AVAILABLE DATA Start Marker
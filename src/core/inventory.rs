//! Inventory ledger - Per-holder stock of each batch.
//!
//! Downstream holders (distributors and retailers) keep one inventory row per
//! batch. A manufacturer's own stock of a batch lives on `Batch.current_stock`;
//! [`withdraw_stock`] hides that difference from dispatch and disposal code.
//!
//! Decrements are check-then-act: the row is read, the request is rejected with
//! `InsufficientStock` if it would go below zero, and only then is the row
//! updated. The UPDATE carries the same bound, so a concurrent writer can never
//! drive the stock negative either. All functions take the caller's open
//! transaction so the ledger changes together with the record that caused it.

use crate::{
    entities::{Batch, Inventory, batch, inventory},
    errors::{Error, Result},
};
use chrono::Utc;
use sea_orm::{QueryOrder, Set, prelude::*, sea_query::Expr};
use tracing::{debug, instrument};

/// Applies `delta` to the `(holder, batch)` row.
///
/// Positive deltas are receipts and create the row on first use; negative
/// deltas are dispatches or sales and fail with `InsufficientStock` if the row
/// is missing or holds less than requested.
#[instrument(skip(db))]
pub async fn adjust_inventory<C>(
    db: &C,
    holder_id: i64,
    batch_id: i64,
    delta: i64,
) -> Result<inventory::Model>
where
    C: ConnectionTrait,
{
    match delta {
        0 => Err(Error::validation("Inventory adjustment cannot be zero")),
        d if d > 0 => increment(db, holder_id, batch_id, d).await,
        d => decrement(db, holder_id, batch_id, -d).await,
    }
}

/// Adds received stock, creating the row if this is the holder's first receipt
/// of the batch.
pub(crate) async fn increment<C>(
    db: &C,
    holder_id: i64,
    batch_id: i64,
    quantity: i64,
) -> Result<inventory::Model>
where
    C: ConnectionTrait,
{
    let now = Utc::now();

    let Some(existing) = get_inventory(db, holder_id, batch_id).await? else {
        let created = inventory::ActiveModel {
            holder_id: Set(holder_id),
            batch_id: Set(batch_id),
            current_stock: Set(quantity),
            updated_at: Set(now),
            ..Default::default()
        }
        .insert(db)
        .await?;
        debug!(
            "Opened inventory for holder {} batch {} at {}",
            holder_id, batch_id, quantity
        );
        return Ok(created);
    };

    Inventory::update_many()
        .col_expr(
            inventory::Column::CurrentStock,
            Expr::col(inventory::Column::CurrentStock).add(quantity),
        )
        .col_expr(inventory::Column::UpdatedAt, Expr::value(now))
        .filter(inventory::Column::Id.eq(existing.id))
        .exec(db)
        .await?;

    reload(db, existing.id).await
}

/// Removes stock, failing without any change if the holder has too little.
pub(crate) async fn decrement<C>(
    db: &C,
    holder_id: i64,
    batch_id: i64,
    quantity: i64,
) -> Result<inventory::Model>
where
    C: ConnectionTrait,
{
    let insufficient = |available| Error::InsufficientStock {
        batch_id,
        holder_id,
        available,
        requested: quantity,
    };

    let row = get_inventory(db, holder_id, batch_id)
        .await?
        .ok_or_else(|| insufficient(0))?;
    if row.current_stock < quantity {
        return Err(insufficient(row.current_stock));
    }

    let result = Inventory::update_many()
        .col_expr(
            inventory::Column::CurrentStock,
            Expr::col(inventory::Column::CurrentStock).sub(quantity),
        )
        .col_expr(inventory::Column::UpdatedAt, Expr::value(Utc::now()))
        .filter(inventory::Column::Id.eq(row.id))
        .filter(inventory::Column::CurrentStock.gte(quantity))
        .exec(db)
        .await?;
    if result.rows_affected == 0 {
        return Err(insufficient(row.current_stock));
    }

    reload(db, row.id).await
}

/// Takes `quantity` strips of `batch` away from `holder_id`, wherever that
/// holder's stock is kept. Returns the stock left afterwards.
#[instrument(skip(db, batch), fields(batch = %batch.batch_number))]
pub async fn withdraw_stock<C>(
    db: &C,
    holder_id: i64,
    batch: &batch::Model,
    quantity: i64,
) -> Result<i64>
where
    C: ConnectionTrait,
{
    if quantity <= 0 {
        return Err(Error::validation(format!(
            "Quantity must be positive, got {quantity}"
        )));
    }

    if holder_id != batch.manufacturer_id {
        let row = decrement(db, holder_id, batch.id, quantity).await?;
        return Ok(row.current_stock);
    }

    let current = Batch::find_by_id(batch.id)
        .one(db)
        .await?
        .ok_or_else(|| Error::not_found("Batch", batch.id))?;
    let insufficient = Error::InsufficientStock {
        batch_id: batch.id,
        holder_id,
        available: current.current_stock,
        requested: quantity,
    };
    if current.current_stock < quantity {
        return Err(insufficient);
    }

    let result = Batch::update_many()
        .col_expr(
            batch::Column::CurrentStock,
            Expr::col(batch::Column::CurrentStock).sub(quantity),
        )
        .filter(batch::Column::Id.eq(batch.id))
        .filter(batch::Column::CurrentStock.gte(quantity))
        .exec(db)
        .await?;
    if result.rows_affected == 0 {
        return Err(insufficient);
    }

    Ok(current.current_stock - quantity)
}

/// Stock of `batch` held by `holder_id`, zero if the holder has none.
pub async fn stock_for_holder<C>(db: &C, holder_id: i64, batch: &batch::Model) -> Result<i64>
where
    C: ConnectionTrait,
{
    if holder_id == batch.manufacturer_id {
        let current = Batch::find_by_id(batch.id)
            .one(db)
            .await?
            .ok_or_else(|| Error::not_found("Batch", batch.id))?;
        return Ok(current.current_stock);
    }

    Ok(get_inventory(db, holder_id, batch.id)
        .await?
        .map_or(0, |row| row.current_stock))
}

/// Finds the `(holder, batch)` row.
pub async fn get_inventory<C>(
    db: &C,
    holder_id: i64,
    batch_id: i64,
) -> Result<Option<inventory::Model>>
where
    C: ConnectionTrait,
{
    Inventory::find()
        .filter(inventory::Column::HolderId.eq(holder_id))
        .filter(inventory::Column::BatchId.eq(batch_id))
        .one(db)
        .await
        .map_err(Into::into)
}

/// Lists all of a holder's inventory rows, including empty ones.
pub async fn list_inventory_for_holder<C>(db: &C, holder_id: i64) -> Result<Vec<inventory::Model>>
where
    C: ConnectionTrait,
{
    Inventory::find()
        .filter(inventory::Column::HolderId.eq(holder_id))
        .order_by_asc(inventory::Column::BatchId)
        .all(db)
        .await
        .map_err(Into::into)
}

async fn reload<C>(db: &C, inventory_id: i64) -> Result<inventory::Model>
where
    C: ConnectionTrait,
{
    Inventory::find_by_id(inventory_id)
        .one(db)
        .await?
        .ok_or_else(|| Error::not_found("Inventory", inventory_id))
}
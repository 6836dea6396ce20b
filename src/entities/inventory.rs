//! Inventory entity - Stock of one batch held by one downstream party.
//!
//! At most one row exists per `(holder_id, batch_id)`; the unique index is
//! created alongside the table in `config::database::create_tables`.

use sea_orm::entity::prelude::*;
use serde::{Deserialize, Serialize};

/// Inventory database model
#[derive(Clone, Debug, PartialEq, Eq, DeriveEntityModel, Serialize, Deserialize)]
#[sea_orm(table_name = "inventory")]
pub struct Model {
    /// Unique identifier for the inventory row
    #[sea_orm(primary_key)]
    pub id: i64,
    /// Party holding the stock
    pub holder_id: i64,
    /// Batch the stock belongs to
    pub batch_id: i64,
    /// Strips on hand, never negative
    pub current_stock: i64,
    /// Last receipt, dispatch or sale
    pub updated_at: DateTimeUtc,
}

/// Relationships of an inventory row
#[derive(Copy, Clone, Debug, EnumIter, DeriveRelation)]
pub enum Relation {
    /// Each row belongs to one batch
    #[sea_orm(
        belongs_to = "super::batch::Entity",
        from = "Column::BatchId",
        to = "super::batch::Column::Id"
    )]
    Batch,
    /// Each row belongs to one holder
    #[sea_orm(
        belongs_to = "super::party::Entity",
        from = "Column::HolderId",
        to = "super::party::Column::Id"
    )]
    Holder,
}

impl Related<super::batch::Entity> for Entity {
    fn to() -> RelationDef {
        Relation::Batch.def()
    }
}

impl ActiveModelBehavior for ActiveModel {}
AVAILABLE DATA End Marker
Take the listing from its first line to the line containing "batch. A manufacturer's". Reproduce those lines exactly and nothing else.

filename src/core/inventory.rs
//! Inventory ledger - Per-holder stock of each batch.
//!
//! Downstream holders (distributors and retailers) keep one inventory row per
//! batch. A manufacturer's own stock of a batch lives on `Batch.current_stock`;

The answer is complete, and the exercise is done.